**Work request:** Filter the listing below, please, and copy only the lines with the word "ExecutionTime".

● ● ● ● ●

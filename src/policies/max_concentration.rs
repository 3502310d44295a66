// src/policies/max_concentration.rs

use super::PolicyContext;
use crate::errors::{FundError, Result};
use crate::events::{Event, EventLog};
use crate::math::{self, ONE};
use crate::models::{Address, ExecutionTime, PolicyHook, PolicyHookArgs, PolicyKind, U256};
use crate::traits::Policy;
use log::debug;

/// Caps the share of GAV any single non-denomination asset may represent
/// after a call on integration.
#[derive(Debug, Clone, PartialEq, Eq)]
pub struct MaxConcentration {
    max_concentration: U256,
}

impl MaxConcentration {
    pub fn add_fund_settings(comptroller: Address, limit: u64, events: &mut EventLog) -> Result<Self> {
        let max_concentration = math::rate(limit);
        if max_concentration.is_zero() {
            return Err(FundError::invalid(
                "addFundSettings: maxConcentration must be greater than 0",
            ));
        }
        if max_concentration > ONE {
            return Err(FundError::invalid(
                "addFundSettings: maxConcentration cannot exceed 100%",
            ));
        }
        events.emit(Event::MaxConcentrationSet {
            comptroller,
            value: max_concentration,
        });
        Ok(Self { max_concentration })
    }

    pub fn max_concentration(&self) -> U256 {
        self.max_concentration
    }

    /// Whether every asset is within the limit. Any failed valuation denies.
    fn passes_rule(&self, ctx: &PolicyContext<'_>, assets: &[Address]) -> bool {
        let gav = match ctx.calc_gav() {
            Ok(gav) => gav,
            Err(e) => {
                debug!("[max concentration] GAV lookup failed: {}", e);
                return false;
            }
        };
        assets
            .iter()
            .filter(|asset| **asset != ctx.denomination_asset)
            .all(|asset| self.asset_within_limit(ctx, *asset, gav))
    }

    fn asset_within_limit(&self, ctx: &PolicyContext<'_>, asset: Address, gav: U256) -> bool {
        let balance = ctx.vault.asset_balance(ctx.ledger, asset);
        if balance.is_zero() {
            return true;
        }
        let value = match ctx
            .price_feed
            .calc_canonical_asset_value(asset, balance, ctx.denomination_asset)
        {
            Ok(value) => value,
            Err(e) => {
                debug!("[max concentration] Value lookup for {} failed: {}", asset, e);
                return false;
            }
        };
        // value / gav <= limit, cross-multiplied
        match (value.checked_mul(ONE), self.max_concentration.checked_mul(gav)) {
            (Some(lhs), Some(rhs)) => lhs <= rhs,
            _ => false,
        }
    }
}

impl Policy for MaxConcentration {
    fn kind(&self) -> PolicyKind {
        PolicyKind::MaxConcentration
    }

    fn implemented_hook(&self) -> (PolicyHook, ExecutionTime) {
        (PolicyHook::CallOnIntegration, ExecutionTime::Post)
    }

    fn activate_for_fund(&self, ctx: &PolicyContext<'_>) -> Result<()> {
        if !self.passes_rule(ctx, ctx.vault.tracked_assets()) {
            return Err(FundError::invalid("activateForFund: Max concentration exceeded"));
        }
        Ok(())
    }

    fn update_fund_settings(
        &mut self,
        _comptroller: Address,
        _add: &[Address],
        _remove: &[Address],
        _events: &mut EventLog,
    ) -> Result<()> {
        Err(FundError::invalid(
            "updateFundSettings: Updates not allowed for this policy",
        ))
    }

    fn validate_rule(&self, ctx: &PolicyContext<'_>, args: &PolicyHookArgs) -> Result<bool> {
        match args {
            PolicyHookArgs::PostCallOnIntegration {
                incoming_assets, ..
            } => Ok(self.passes_rule(ctx, incoming_assets)),
            _ => Err(FundError::invalid(
                "validateRule: Unexpected hook arguments for MAX_CONCENTRATION",
            )),
        }
    }
}

#[cfg(test)]
mod tests {
    use super::*;
    use crate::math::ether;
    use crate::simulation::{StaticPriceFeed, TokenLedger};
    use crate::vault::Vault;

    const COMPTROLLER: Address = Address::repeat_byte(0xc0);
    const DENOMINATION: Address = Address::repeat_byte(0xd0);
    const RISKY: Address = Address::repeat_byte(0x01);

    struct Fixture {
        vault: Vault,
        ledger: TokenLedger,
        feed: StaticPriceFeed,
    }

    // Vault holds `denomination` units of the denomination asset and `risky` of RISKY, both priced 1:1.
    fn fixture(denomination: U256, risky: U256) -> Fixture {
        let mut ledger = TokenLedger::new();
        ledger.register_token(DENOMINATION, "DEN", 18).unwrap();
        ledger.register_token(RISKY, "RSK", 18).unwrap();
        let feed = StaticPriceFeed::new();
        feed.add_asset(DENOMINATION, 18, ONE);
        feed.add_asset(RISKY, 18, ONE);

        let mut vault = Vault::new(
            Address::repeat_byte(0x7a),
            Address::repeat_byte(0x0e),
            "Concentrated",
            COMPTROLLER,
            Address::repeat_byte(0xde),
        );
        let mut events = EventLog::new();
        vault.add_tracked_asset(COMPTROLLER, DENOMINATION, &mut events).unwrap();
        vault.add_tracked_asset(COMPTROLLER, RISKY, &mut events).unwrap();
        ledger.mint(DENOMINATION, vault.address(), denomination).unwrap();
        ledger.mint(RISKY, vault.address(), risky).unwrap();
        Fixture { vault, ledger, feed }
    }

    fn post_args(incoming: Address) -> PolicyHookArgs {
        PolicyHookArgs::PostCallOnIntegration {
            caller: Address::repeat_byte(0x0e),
            adapter: Address::repeat_byte(0xad),
            selector: Default::default(),
            incoming_assets: vec![incoming],
            incoming_asset_amounts: vec![U256::from(1u8)],
            outgoing_assets: vec![],
            outgoing_asset_amounts: vec![],
        }
    }

    fn validate(f: &Fixture, policy: &MaxConcentration, incoming: Address) -> bool {
        let ctx = PolicyContext {
            comptroller: COMPTROLLER,
            denomination_asset: DENOMINATION,
            vault: &f.vault,
            ledger: &f.ledger,
            price_feed: &f.feed,
        };
        policy.validate_rule(&ctx, &post_args(incoming)).unwrap()
    }

    fn ten_percent() -> MaxConcentration {
        MaxConcentration::add_fund_settings(COMPTROLLER, 100_000_000_000_000_000, &mut EventLog::new())
            .unwrap()
    }

    #[test]
    fn test_exactly_at_limit_passes() {
        // 1 of 10 is exactly 10%
        let f = fixture(ether(9), ether(1));
        assert!(validate(&f, &ten_percent(), RISKY));
    }

    #[test]
    fn test_one_unit_above_limit_fails() {
        let f = fixture(ether(9), ether(1) + U256::from(1u8));
        assert!(!validate(&f, &ten_percent(), RISKY));
    }

    #[test]
    fn test_denomination_asset_is_exempt() {
        let f = fixture(ether(100), U256::ZERO);
        assert!(validate(&f, &ten_percent(), DENOMINATION));
    }

    #[test]
    fn test_failed_price_lookup_denies() {
        let f = fixture(ether(9), ether(1));
        f.feed.set_valid(RISKY, false).unwrap();
        assert!(!validate(&f, &ten_percent(), RISKY));
    }

    #[test]
    fn test_limit_bounds() {
        let mut events = EventLog::new();
        assert!(MaxConcentration::add_fund_settings(COMPTROLLER, 0, &mut events).is_err());
        assert!(
            MaxConcentration::add_fund_settings(COMPTROLLER, 1_000_000_000_000_000_001, &mut events)
                .is_err()
        );
    }
}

● ● ● ● ●

**Response:**
use crate::models::{Address, ExecutionTime, PolicyHook, PolicyHookArgs, PolicyKind, U256};
    fn implemented_hook(&self) -> (PolicyHook, ExecutionTime) {
        (PolicyHook::CallOnIntegration, ExecutionTime::Post)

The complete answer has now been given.